(Problem requirements): For the word "username", tally the lines of the data that contain it and give the tally alone.
==============================
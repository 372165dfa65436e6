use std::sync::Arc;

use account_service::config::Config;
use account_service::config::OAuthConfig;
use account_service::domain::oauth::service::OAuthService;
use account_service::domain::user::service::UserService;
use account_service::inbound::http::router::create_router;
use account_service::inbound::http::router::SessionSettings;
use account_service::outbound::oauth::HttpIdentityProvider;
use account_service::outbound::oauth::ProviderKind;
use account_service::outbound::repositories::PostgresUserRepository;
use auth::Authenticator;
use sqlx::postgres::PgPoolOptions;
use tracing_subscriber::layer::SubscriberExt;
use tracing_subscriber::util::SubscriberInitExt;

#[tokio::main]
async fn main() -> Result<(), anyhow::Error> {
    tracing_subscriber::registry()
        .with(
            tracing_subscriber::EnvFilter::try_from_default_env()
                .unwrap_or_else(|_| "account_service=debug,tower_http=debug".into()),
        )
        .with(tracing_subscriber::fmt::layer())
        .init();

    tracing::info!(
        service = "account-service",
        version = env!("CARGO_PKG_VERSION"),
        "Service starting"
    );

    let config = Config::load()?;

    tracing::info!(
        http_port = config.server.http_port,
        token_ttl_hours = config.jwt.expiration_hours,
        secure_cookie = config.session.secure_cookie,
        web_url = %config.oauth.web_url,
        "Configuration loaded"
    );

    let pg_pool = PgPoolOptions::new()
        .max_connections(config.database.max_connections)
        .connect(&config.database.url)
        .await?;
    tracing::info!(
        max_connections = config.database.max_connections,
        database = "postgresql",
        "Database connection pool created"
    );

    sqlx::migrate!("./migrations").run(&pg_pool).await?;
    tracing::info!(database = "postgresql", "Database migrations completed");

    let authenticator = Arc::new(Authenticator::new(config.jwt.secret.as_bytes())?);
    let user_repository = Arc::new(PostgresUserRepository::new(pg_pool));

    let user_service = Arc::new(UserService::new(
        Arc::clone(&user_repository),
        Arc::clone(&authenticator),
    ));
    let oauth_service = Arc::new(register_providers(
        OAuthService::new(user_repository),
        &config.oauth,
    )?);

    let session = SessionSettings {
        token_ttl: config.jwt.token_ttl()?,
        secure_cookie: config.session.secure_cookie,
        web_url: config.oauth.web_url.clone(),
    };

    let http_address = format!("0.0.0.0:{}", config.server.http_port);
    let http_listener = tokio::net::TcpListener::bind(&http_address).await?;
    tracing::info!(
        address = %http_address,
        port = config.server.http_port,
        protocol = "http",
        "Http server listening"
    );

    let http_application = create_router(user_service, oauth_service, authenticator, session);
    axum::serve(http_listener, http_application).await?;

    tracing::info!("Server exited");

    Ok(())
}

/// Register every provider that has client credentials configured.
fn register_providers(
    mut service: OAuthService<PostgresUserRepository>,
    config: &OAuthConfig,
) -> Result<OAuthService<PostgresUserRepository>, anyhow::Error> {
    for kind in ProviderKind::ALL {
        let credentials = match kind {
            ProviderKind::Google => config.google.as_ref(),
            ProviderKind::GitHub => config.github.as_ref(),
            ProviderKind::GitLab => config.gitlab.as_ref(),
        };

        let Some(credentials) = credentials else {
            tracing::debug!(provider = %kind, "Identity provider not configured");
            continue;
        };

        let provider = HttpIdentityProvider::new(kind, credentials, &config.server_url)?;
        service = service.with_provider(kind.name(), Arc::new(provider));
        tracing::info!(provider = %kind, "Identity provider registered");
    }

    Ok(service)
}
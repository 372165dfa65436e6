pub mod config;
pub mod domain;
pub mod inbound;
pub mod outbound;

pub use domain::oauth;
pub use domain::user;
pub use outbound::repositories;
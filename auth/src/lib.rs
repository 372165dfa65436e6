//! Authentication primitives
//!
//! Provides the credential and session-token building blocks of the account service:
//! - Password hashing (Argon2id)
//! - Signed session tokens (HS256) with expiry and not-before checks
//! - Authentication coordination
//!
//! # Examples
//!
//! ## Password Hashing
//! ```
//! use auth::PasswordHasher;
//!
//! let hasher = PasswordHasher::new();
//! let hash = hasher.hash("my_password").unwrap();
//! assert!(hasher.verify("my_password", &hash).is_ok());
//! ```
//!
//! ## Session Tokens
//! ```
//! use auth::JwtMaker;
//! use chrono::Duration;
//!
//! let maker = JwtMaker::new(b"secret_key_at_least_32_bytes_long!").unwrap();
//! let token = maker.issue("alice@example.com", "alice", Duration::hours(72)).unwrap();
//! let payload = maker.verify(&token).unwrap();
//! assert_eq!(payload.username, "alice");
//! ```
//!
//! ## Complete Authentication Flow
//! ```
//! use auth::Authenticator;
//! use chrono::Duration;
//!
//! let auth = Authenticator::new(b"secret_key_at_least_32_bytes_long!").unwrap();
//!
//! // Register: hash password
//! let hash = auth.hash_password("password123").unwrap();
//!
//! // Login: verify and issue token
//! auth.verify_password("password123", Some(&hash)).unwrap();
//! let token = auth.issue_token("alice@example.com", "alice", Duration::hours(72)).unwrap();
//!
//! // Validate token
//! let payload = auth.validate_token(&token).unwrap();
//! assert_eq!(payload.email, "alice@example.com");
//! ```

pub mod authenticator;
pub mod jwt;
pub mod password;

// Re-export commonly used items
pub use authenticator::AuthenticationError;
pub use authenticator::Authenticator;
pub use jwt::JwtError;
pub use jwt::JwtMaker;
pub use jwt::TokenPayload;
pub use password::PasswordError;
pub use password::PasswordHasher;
==============================
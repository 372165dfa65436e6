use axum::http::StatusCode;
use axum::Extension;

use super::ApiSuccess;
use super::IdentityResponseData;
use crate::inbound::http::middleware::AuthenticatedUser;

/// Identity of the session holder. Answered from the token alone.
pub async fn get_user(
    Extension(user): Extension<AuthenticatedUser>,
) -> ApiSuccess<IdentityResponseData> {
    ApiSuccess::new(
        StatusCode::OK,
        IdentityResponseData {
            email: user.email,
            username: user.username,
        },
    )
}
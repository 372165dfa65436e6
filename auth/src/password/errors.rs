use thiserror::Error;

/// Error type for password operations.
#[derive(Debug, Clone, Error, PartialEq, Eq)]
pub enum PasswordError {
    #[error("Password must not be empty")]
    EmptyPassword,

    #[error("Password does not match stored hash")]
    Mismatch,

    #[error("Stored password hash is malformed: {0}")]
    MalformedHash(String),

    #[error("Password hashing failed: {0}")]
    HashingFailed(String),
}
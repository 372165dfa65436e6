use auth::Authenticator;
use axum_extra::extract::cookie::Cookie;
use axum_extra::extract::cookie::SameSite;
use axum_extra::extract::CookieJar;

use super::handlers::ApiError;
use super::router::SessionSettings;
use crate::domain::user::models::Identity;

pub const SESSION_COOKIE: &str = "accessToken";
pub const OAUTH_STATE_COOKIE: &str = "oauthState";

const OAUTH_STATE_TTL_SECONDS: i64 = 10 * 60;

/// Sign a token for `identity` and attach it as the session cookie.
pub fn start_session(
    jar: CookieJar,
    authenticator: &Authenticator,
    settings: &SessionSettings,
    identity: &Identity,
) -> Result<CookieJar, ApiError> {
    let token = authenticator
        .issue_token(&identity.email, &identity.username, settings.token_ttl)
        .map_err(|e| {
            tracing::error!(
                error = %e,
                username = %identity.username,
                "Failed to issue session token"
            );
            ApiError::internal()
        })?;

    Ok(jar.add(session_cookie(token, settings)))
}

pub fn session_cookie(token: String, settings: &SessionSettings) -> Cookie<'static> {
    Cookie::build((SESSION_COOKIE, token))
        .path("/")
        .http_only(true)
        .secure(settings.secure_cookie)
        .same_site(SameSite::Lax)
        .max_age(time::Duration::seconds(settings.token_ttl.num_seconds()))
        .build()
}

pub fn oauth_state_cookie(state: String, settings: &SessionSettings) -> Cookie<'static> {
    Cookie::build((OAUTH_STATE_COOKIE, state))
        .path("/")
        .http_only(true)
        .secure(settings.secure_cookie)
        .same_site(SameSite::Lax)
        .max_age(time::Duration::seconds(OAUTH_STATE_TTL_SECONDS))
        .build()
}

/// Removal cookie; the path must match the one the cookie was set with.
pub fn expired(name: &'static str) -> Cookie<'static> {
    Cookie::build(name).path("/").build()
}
==============================
(Result of this task): 4